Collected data
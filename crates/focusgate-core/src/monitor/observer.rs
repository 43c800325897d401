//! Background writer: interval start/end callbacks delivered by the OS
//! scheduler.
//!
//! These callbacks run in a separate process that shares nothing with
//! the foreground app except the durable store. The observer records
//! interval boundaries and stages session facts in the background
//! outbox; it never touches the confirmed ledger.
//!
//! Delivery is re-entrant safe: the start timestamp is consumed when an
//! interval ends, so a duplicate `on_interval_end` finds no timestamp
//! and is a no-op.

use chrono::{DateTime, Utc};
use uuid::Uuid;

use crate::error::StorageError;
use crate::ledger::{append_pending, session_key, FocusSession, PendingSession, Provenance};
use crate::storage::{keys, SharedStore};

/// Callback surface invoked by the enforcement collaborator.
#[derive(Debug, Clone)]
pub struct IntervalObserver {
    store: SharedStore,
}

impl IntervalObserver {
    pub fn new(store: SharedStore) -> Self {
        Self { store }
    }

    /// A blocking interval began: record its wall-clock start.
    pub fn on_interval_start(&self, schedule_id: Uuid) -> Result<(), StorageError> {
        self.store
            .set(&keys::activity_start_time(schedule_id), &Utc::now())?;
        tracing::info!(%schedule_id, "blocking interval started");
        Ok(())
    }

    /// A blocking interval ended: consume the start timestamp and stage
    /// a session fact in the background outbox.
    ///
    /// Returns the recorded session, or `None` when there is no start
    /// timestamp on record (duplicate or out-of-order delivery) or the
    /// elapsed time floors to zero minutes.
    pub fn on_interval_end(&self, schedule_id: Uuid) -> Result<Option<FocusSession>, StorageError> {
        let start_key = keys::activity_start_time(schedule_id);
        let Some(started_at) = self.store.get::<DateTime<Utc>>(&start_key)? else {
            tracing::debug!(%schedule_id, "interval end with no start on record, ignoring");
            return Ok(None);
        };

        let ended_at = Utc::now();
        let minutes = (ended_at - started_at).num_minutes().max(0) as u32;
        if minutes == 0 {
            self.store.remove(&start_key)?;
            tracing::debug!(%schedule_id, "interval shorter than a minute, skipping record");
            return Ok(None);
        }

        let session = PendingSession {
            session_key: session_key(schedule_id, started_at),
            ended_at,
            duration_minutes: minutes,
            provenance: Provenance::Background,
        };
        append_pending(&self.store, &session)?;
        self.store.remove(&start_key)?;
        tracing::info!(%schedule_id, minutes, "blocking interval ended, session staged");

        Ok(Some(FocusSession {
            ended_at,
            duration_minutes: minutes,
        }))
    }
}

...

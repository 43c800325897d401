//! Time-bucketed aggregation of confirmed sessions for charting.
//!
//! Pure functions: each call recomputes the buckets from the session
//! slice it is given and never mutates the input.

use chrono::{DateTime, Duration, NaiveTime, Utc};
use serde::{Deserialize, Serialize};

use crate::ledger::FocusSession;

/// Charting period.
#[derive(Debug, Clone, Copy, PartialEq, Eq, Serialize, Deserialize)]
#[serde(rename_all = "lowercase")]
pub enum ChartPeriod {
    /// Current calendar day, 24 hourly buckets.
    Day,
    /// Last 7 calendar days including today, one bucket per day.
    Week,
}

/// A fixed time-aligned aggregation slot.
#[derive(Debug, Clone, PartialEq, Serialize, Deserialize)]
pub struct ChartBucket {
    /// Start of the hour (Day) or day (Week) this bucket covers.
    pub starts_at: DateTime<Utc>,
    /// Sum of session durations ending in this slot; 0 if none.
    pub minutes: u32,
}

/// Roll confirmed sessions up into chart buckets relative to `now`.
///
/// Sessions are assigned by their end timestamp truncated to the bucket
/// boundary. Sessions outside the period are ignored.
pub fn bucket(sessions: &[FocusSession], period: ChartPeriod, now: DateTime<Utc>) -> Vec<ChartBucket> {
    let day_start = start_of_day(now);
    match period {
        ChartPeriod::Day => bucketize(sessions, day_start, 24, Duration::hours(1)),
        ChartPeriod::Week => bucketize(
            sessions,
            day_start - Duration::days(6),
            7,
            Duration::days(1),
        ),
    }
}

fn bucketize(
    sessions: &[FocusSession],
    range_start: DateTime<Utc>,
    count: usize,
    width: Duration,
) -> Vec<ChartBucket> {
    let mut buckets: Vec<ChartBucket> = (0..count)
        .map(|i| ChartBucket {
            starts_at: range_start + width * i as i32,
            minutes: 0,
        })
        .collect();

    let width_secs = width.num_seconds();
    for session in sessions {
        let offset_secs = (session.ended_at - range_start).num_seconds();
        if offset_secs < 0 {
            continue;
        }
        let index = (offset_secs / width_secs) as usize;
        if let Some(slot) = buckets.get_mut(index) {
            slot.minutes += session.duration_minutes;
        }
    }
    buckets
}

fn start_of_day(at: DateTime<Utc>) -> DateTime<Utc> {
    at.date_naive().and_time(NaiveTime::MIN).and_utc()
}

---

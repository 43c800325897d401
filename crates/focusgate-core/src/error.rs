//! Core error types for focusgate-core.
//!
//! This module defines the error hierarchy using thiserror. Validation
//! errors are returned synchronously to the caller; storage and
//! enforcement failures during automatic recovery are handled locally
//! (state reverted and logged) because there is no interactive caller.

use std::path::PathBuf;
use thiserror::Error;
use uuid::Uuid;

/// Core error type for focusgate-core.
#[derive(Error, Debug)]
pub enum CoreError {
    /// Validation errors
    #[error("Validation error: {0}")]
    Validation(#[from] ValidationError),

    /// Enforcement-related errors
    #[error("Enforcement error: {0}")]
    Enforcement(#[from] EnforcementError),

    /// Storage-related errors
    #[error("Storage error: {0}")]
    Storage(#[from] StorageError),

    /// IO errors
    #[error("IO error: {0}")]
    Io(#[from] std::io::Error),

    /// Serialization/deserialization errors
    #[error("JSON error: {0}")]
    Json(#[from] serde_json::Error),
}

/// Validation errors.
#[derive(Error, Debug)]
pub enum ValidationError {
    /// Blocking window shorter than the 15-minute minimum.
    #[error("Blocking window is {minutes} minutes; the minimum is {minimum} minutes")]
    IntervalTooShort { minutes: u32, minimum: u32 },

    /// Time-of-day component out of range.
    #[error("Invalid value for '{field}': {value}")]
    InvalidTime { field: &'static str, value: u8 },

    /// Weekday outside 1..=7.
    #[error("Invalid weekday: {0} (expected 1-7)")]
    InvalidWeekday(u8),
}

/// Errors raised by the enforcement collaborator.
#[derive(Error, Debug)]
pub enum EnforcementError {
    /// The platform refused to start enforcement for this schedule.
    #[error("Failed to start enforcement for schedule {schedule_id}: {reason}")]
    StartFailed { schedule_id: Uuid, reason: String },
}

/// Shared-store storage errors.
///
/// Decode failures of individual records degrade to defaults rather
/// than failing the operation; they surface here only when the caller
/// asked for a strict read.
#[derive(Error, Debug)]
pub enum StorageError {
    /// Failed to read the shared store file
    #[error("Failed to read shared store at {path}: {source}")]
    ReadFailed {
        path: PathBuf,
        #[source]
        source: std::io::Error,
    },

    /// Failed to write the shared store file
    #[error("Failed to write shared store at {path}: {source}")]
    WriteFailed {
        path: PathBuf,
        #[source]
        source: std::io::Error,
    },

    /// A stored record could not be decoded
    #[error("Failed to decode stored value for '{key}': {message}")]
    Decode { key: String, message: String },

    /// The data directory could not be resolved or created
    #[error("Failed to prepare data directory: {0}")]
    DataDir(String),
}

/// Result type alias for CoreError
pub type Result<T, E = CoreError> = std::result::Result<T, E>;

▸ Exercise requirements
Write out, from the lines above, only those from the line with "filename crates/focusgate-core/src/monitor/observer.rs" to the line with "The observer records", exactly as given, including the first and the last.

▸ Result of the task
filename crates/focusgate-core/src/monitor/observer.rs
repository 43c800325897d401
//! Background writer: interval start/end callbacks delivered by the OS
//! scheduler.
//!
//! These callbacks run in a separate process that shares nothing with
//! the foreground app except the durable store. The observer records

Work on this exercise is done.